Reproduce the full set of records verbatim.

■ **RECORDS FOR THE EXERCISE**:
============================================================

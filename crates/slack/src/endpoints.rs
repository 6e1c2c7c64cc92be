//! Slack API base URL resolution and outbound URL rewriting.
//!
//! With an API override configured, webhook and `response_url` targets keep their path but take
//! the override's scheme, host and port, so recorded traffic can be replayed locally.

use thiserror::Error;
use url::Url;

const DEFAULT_HOST: &str = "slack.com";

#[derive(Clone, Debug, Error, PartialEq, Eq)]
pub enum EndpointError {
    #[error("`{url}` is not a valid URL: {reason}")]
    InvalidUrl { url: String, reason: String },
    #[error("`{url}` cannot be rewritten onto `{base}`")]
    Rewrite { url: String, base: String },
}

#[derive(Clone, Debug)]
pub struct SlackEndpoints {
    base: Url,
    overridden: bool,
}

impl SlackEndpoints {
    /// `api_url` wins over `env`; with neither the public `https://slack.com` is used.
    pub fn from_settings(api_url: Option<&str>, env: Option<&str>) -> Result<Self, EndpointError> {
        let api_url = api_url.map(str::trim).filter(|value| !value.is_empty());
        let env = env.map(str::trim).filter(|value| !value.is_empty());

        let (raw, overridden) = match (api_url, env) {
            (Some(api_url), _) => (api_url.to_owned(), true),
            (None, Some(env)) => (format!("https://{env}.{DEFAULT_HOST}"), false),
            (None, None) => (format!("https://{DEFAULT_HOST}"), false),
        };
        Ok(Self { base: parse(&raw)?, overridden })
    }

    /// Base URL without a trailing slash.
    pub fn base_url(&self) -> &str {
        self.base.as_str().trim_end_matches('/')
    }

    pub fn method_url(&self, method: &str) -> String {
        format!("{}/api/{method}", self.base_url())
    }

    /// Rewrites `input` onto the override's scheme, host and port. Without an override the
    /// input is returned unchanged.
    pub fn rewrite(&self, input: &str) -> Result<String, EndpointError> {
        if !self.overridden {
            return Ok(input.to_owned());
        }

        let mut output = parse(input)?;
        let failure =
            || EndpointError::Rewrite { url: input.to_owned(), base: self.base_url().to_owned() };

        output.set_scheme(self.base.scheme()).map_err(|_| failure())?;
        output.set_host(self.base.host_str()).map_err(|_| failure())?;
        output.set_port(self.base.port()).map_err(|_| failure())?;
        Ok(output.into())
    }
}

fn parse(raw: &str) -> Result<Url, EndpointError> {
    Url::parse(raw)
        .map_err(|error| EndpointError::InvalidUrl { url: raw.to_owned(), reason: error.to_string() })
}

============================================================

■ **SOLUTION FOR THIS EXERCISE**:
filename crates/slack/src/endpoints.rs
repository 6e1c2c7c64cc92be
//! Slack API base URL resolution and outbound URL rewriting.
//!
//! With an API override configured, webhook and `response_url` targets keep their path but take
//! the override's scheme, host and port, so recorded traffic can be replayed locally.

use thiserror::Error;
use url::Url;

const DEFAULT_HOST: &str = "slack.com";

#[derive(Clone, Debug, Error, PartialEq, Eq)]
pub enum EndpointError {
    #[error("`{url}` is not a valid URL: {reason}")]
    InvalidUrl { url: String, reason: String },
    #[error("`{url}` cannot be rewritten onto `{base}`")]
    Rewrite { url: String, base: String },
}

#[derive(Clone, Debug)]
pub struct SlackEndpoints {
    base: Url,
    overridden: bool,
}

impl SlackEndpoints {
    /// `api_url` wins over `env`; with neither the public `https://slack.com` is used.
    pub fn from_settings(api_url: Option<&str>, env: Option<&str>) -> Result<Self, EndpointError> {
        let api_url = api_url.map(str::trim).filter(|value| !value.is_empty());
        let env = env.map(str::trim).filter(|value| !value.is_empty());

        let (raw, overridden) = match (api_url, env) {
            (Some(api_url), _) => (api_url.to_owned(), true),
            (None, Some(env)) => (format!("https://{env}.{DEFAULT_HOST}"), false),
            (None, None) => (format!("https://{DEFAULT_HOST}"), false),
        };
        Ok(Self { base: parse(&raw)?, overridden })
    }

    /// Base URL without a trailing slash.
    pub fn base_url(&self) -> &str {
        self.base.as_str().trim_end_matches('/')
    }

    pub fn method_url(&self, method: &str) -> String {
        format!("{}/api/{method}", self.base_url())
    }

    /// Rewrites `input` onto the override's scheme, host and port. Without an override the
    /// input is returned unchanged.
    pub fn rewrite(&self, input: &str) -> Result<String, EndpointError> {
        if !self.overridden {
            return Ok(input.to_owned());
        }

        let mut output = parse(input)?;
        let failure =
            || EndpointError::Rewrite { url: input.to_owned(), base: self.base_url().to_owned() };

        output.set_scheme(self.base.scheme()).map_err(|_| failure())?;
        output.set_host(self.base.host_str()).map_err(|_| failure())?;
        output.set_port(self.base.port()).map_err(|_| failure())?;
        Ok(output.into())
    }
}

fn parse(raw: &str) -> Result<Url, EndpointError> {
    Url::parse(raw)
        .map_err(|error| EndpointError::InvalidUrl { url: raw.to_owned(), reason: error.to_string() })
}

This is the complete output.